**Prompt**
Reproduce, please, only the lines from the first line below to the line containing "use isohost_core::testing::TestContext;", inclusive.

**Data provided**
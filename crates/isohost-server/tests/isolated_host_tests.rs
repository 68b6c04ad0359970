//! End-to-end tests of isolated hosts over HTTP

use axum::extract::State;
use axum::routing::get;
use axum::{Json, Router};
use isohost_core::admin::{BackingStoreAdmin, EngineAdmin, InstallLog, InstallSettings};
use isohost_core::config::keys;
use isohost_core::descriptor::{CatalogDescriptor, EngineDescriptor};
use isohost_core::engine::{CatalogSession, LocalEngine};
use isohost_core::identity::ResourceIdentity;
use isohost_core::platform::{DEFAULT_SITE_NAME, Feature, Platform, SITES_TABLE};
use isohost_core::sequencer::SequencerState;
use isohost_core::testing::TestContext;
use isohost_server::{Host, HostBuilder, HostError, IsolatedHost, IsolationSettings, ServerConfig};
use serde_json::{Value, json};
use serial_test::serial;
use std::sync::Arc;
use std::sync::atomic::{AtomicUsize, Ordering};
use tokio_util::sync::CancellationToken;

const LICENSE: &str = "DOMAIN:localhost\nPRODUCT:Test";

fn config(ctx: &TestContext) -> ServerConfig {
    ServerConfig::default()
        .with_engine_address(ctx.address())
        .with_setting(keys::TEST_LICENSE_KEY, LICENSE)
}

fn engine(ctx: &TestContext) -> Arc<LocalEngine> {
    LocalEngine::connect(&ctx.address()).unwrap()
}

async fn get_json(host: &IsolatedHost, path: &str) -> (u16, Value) {
    let url = format!("{}{}", host.base_url().unwrap(), path);
    let response = reqwest::get(&url).await.unwrap();
    let status = response.status().as_u16();
    let body = response.json::<Value>().await.unwrap_or(Value::Null);
    (status, body)
}

#[tokio::test]
#[serial]
async fn test_end_to_end_lifecycle() {
    let ctx = TestContext::new();
    let mut host = IsolatedHost::start_new(
        HostBuilder::new(config(&ctx)),
        IsolationSettings::default(),
    )
    .await
    .unwrap();

    assert_eq!(host.sequencer_state(), SequencerState::PostStartDone);
    assert!(engine(&ctx).catalog_exists(host.catalog_name()));

    let (status, site) = get_json(&host, "/site").await;
    assert_eq!(status, 200);
    assert_eq!(site["site_name"], DEFAULT_SITE_NAME);
    assert_eq!(site["domain_name"], "localhost:51872");

    let (status, setting) = get_json(&host, "/settings/DefaultCulture").await;
    assert_eq!(status, 200);
    assert_eq!(setting["value"], "en-US");

    let (_, health) = get_json(&host, "/health").await;
    assert_eq!(health["catalog"], host.catalog_name());

    host.stop(CancellationToken::new()).await.unwrap();
    assert!(host.is_released());
    assert!(!engine(&ctx).catalog_exists(host.catalog_name()));

    let report = host.dispose();
    assert!(report.finalized_by_host);
    assert!(report.is_clean());
}

#[tokio::test]
#[serial]
async fn test_features_suppressed_during_requests() {
    let ctx = TestContext::new();
    let mut host = IsolatedHost::start_new(
        HostBuilder::new(config(&ctx)),
        IsolationSettings::default(),
    )
    .await
    .unwrap();

    let (status, features) = get_json(&host, "/features").await;
    assert_eq!(status, 200);
    let features = features.as_object().unwrap();
    assert!(!features.is_empty());
    assert!(features.values().all(|enabled| enabled.as_bool() == Some(false)));

    host.stop(CancellationToken::new()).await.unwrap();
    host.dispose();
}

#[tokio::test]
#[serial]
async fn test_missing_license_fails_before_store_exists() {
    let ctx = TestContext::new();
    let identity = ResourceIdentity::new();
    let config = ServerConfig::default().with_engine_address(ctx.address());

    let result = IsolatedHost::start_new(
        HostBuilder::new(config),
        IsolationSettings::default().with_identity(identity.clone()),
    )
    .await;

    let err = match result {
        Ok(_) => panic!("start must fail without a license"),
        Err(e) => e,
    };
    assert!(matches!(
        err,
        HostError::Lifecycle(isohost_core::Error::MissingLicense { .. })
    ));
    assert!(err.to_string().contains(keys::TEST_LICENSE_KEY));
    assert!(!engine(&ctx).catalog_exists(identity.derived_name()));
}

#[tokio::test]
#[serial]
async fn test_repeated_cycles_leave_no_store_behind() {
    let ctx = TestContext::new();
    let mut names = Vec::new();

    for _ in 0..3 {
        let mut host = IsolatedHost::start_new(
            HostBuilder::new(config(&ctx)),
            IsolationSettings::default(),
        )
        .await
        .unwrap();
        names.push(host.catalog_name().to_string());

        host.stop(CancellationToken::new()).await.unwrap();
        assert!(host.dispose().is_clean());
    }

    names.sort();
    names.dedup();
    assert_eq!(names.len(), 3);
    assert!(engine(&ctx).list_catalogs().unwrap().is_empty());
}

#[derive(Default)]
struct CountingAdmin {
    inner: EngineAdmin,
    creates: AtomicUsize,
    installs: AtomicUsize,
}

impl BackingStoreAdmin for CountingAdmin {
    fn exists(&self, engine: &EngineDescriptor, catalog: &str) -> isohost_core::Result<bool> {
        self.inner.exists(engine, catalog)
    }

    fn create(&self, catalog: &str, engine: &EngineDescriptor) -> isohost_core::Result<()> {
        self.creates.fetch_add(1, Ordering::SeqCst);
        self.inner.create(catalog, engine)
    }

    fn install_baseline(
        &self,
        target: &CatalogDescriptor,
        settings: &InstallSettings,
    ) -> isohost_core::Result<InstallLog> {
        self.installs.fetch_add(1, Ordering::SeqCst);
        self.inner.install_baseline(target, settings)
    }

    fn drop_catalog(&self, catalog: &str, engine: &EngineDescriptor) -> isohost_core::Result<()> {
        self.inner.drop_catalog(catalog, engine)
    }

    fn connect(&self, target: &CatalogDescriptor) -> isohost_core::Result<CatalogSession> {
        self.inner.connect(target)
    }
}

#[tokio::test]
#[serial]
async fn test_existing_store_skips_install() {
    let ctx = TestContext::new();
    let identity = ResourceIdentity::new();

    // Prepare the store as a previous host would have left it
    let engine_descriptor = EngineDescriptor::new(ctx.address());
    let admin = EngineAdmin::new();
    admin
        .create(identity.derived_name(), &engine_descriptor)
        .unwrap();
    admin
        .install_baseline(
            &engine_descriptor.with_catalog(identity.derived_name()),
            &InstallSettings::default(),
        )
        .unwrap();

    let counting = Arc::new(CountingAdmin::default());
    let mut host = IsolatedHost::start_new(
        HostBuilder::new(config(&ctx)).with_admin(counting.clone()),
        IsolationSettings::default().with_identity(identity.clone()),
    )
    .await
    .unwrap();

    assert_eq!(counting.creates.load(Ordering::SeqCst), 0);
    assert_eq!(counting.installs.load(Ordering::SeqCst), 0);
    assert_eq!(
        host.platform()
            .unwrap()
            .config()
            .get(keys::PLATFORM_CONNECTION),
        Some(host.connection_string())
    );

    let (status, _) = get_json(&host, "/site").await;
    assert_eq!(status, 200);

    host.stop(CancellationToken::new()).await.unwrap();
    host.dispose();
    assert!(!engine(&ctx).catalog_exists(identity.derived_name()));
}

#[tokio::test]
#[serial]
async fn test_dropping_running_host_releases_store() {
    let ctx = TestContext::new();
    let name = {
        let host = IsolatedHost::start_new(
            HostBuilder::new(config(&ctx)),
            IsolationSettings::default(),
        )
        .await
        .unwrap();
        host.catalog_name().to_string()
    };
    assert!(!engine(&ctx).catalog_exists(&name));
}

async fn enabled_features(State(platform): State<Platform>) -> Json<Value> {
    let enabled: Vec<String> = Feature::REQUEST_SCOPED
        .iter()
        .filter(|f| platform.features().is_enabled(**f))
        .map(|f| f.to_string())
        .collect();
    Json(json!({ "enabled": enabled }))
}

#[tokio::test]
#[serial]
async fn test_custom_routes_run_with_features_suppressed() {
    let ctx = TestContext::new();
    let routes = Router::new()
        .route("/", get(|| async { "custom index" }))
        .route("/test", get(enabled_features));
    let mut host = IsolatedHost::start_new(
        HostBuilder::new(config(&ctx)).with_routes(routes),
        IsolationSettings::default(),
    )
    .await
    .unwrap();

    let index = reqwest::get(host.base_url().unwrap()).await.unwrap();
    assert_eq!(index.status().as_u16(), 200);
    assert_eq!(index.text().await.unwrap(), "custom index");

    let (status, body) = get_json(&host, "/test").await;
    assert_eq!(status, 200);
    assert_eq!(body["enabled"], json!([]));

    // The sample API is not mounted alongside custom routes
    let (status, _) = get_json(&host, "/site").await;
    assert_eq!(status, 404);

    let features = host.platform().unwrap().features().clone();
    assert!(Feature::REQUEST_SCOPED.iter().all(|f| features.is_enabled(*f)));

    host.stop(CancellationToken::new()).await.unwrap();
    assert!(host.dispose().is_clean());
}

#[tokio::test]
#[serial]
async fn test_cancelled_stop_still_releases_store() {
    let ctx = TestContext::new();
    let mut host = IsolatedHost::start_new(
        HostBuilder::new(config(&ctx)),
        IsolationSettings::default(),
    )
    .await
    .unwrap();
    let name = host.catalog_name().to_string();

    let cancel = CancellationToken::new();
    cancel.cancel();
    let err = host.stop(cancel).await.unwrap_err();
    assert!(matches!(err, HostError::StopTimedOut));

    assert!(!engine(&ctx).catalog_exists(&name));
    assert!(host.is_released());
    assert!(host.dispose().finalized_by_host);
}

#[tokio::test]
#[serial]
async fn test_open_session_blocks_drop_and_keeps_store() {
    let ctx = TestContext::new();
    let mut config = config(&ctx);
    config.engine.release_timeout_ms = 100;
    let mut host = IsolatedHost::start_new(HostBuilder::new(config), IsolationSettings::default())
        .await
        .unwrap();
    let name = host.catalog_name().to_string();
    let session = host.platform().unwrap().open_catalog().unwrap();

    host.stop(CancellationToken::new()).await.unwrap();
    assert!(engine(&ctx).catalog_exists(&name));

    let report = host.dispose();
    assert!(report.finalized_by_host);
    assert!(matches!(
        report.teardown_errors.as_slice(),
        [isohost_core::Error::DropFailed { .. }]
    ));

    // The store is still usable through the open session
    assert!(session.has_table(SITES_TABLE).unwrap());
    drop(session);

    EngineAdmin::new()
        .drop_catalog(&name, &EngineDescriptor::new(ctx.address()))
        .unwrap();
    assert!(!engine(&ctx).catalog_exists(&name));
}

**Exercise solution**
filename crates/isohost-server/tests/isolated_host_tests.rs
repository 68b6c04ad0359970
//! End-to-end tests of isolated hosts over HTTP

use axum::extract::State;
use axum::routing::get;
use axum::{Json, Router};
use isohost_core::admin::{BackingStoreAdmin, EngineAdmin, InstallLog, InstallSettings};
use isohost_core::config::keys;
use isohost_core::descriptor::{CatalogDescriptor, EngineDescriptor};
use isohost_core::engine::{CatalogSession, LocalEngine};
use isohost_core::identity::ResourceIdentity;
use isohost_core::platform::{DEFAULT_SITE_NAME, Feature, Platform, SITES_TABLE};
use isohost_core::sequencer::SequencerState;
use isohost_core::testing::TestContext;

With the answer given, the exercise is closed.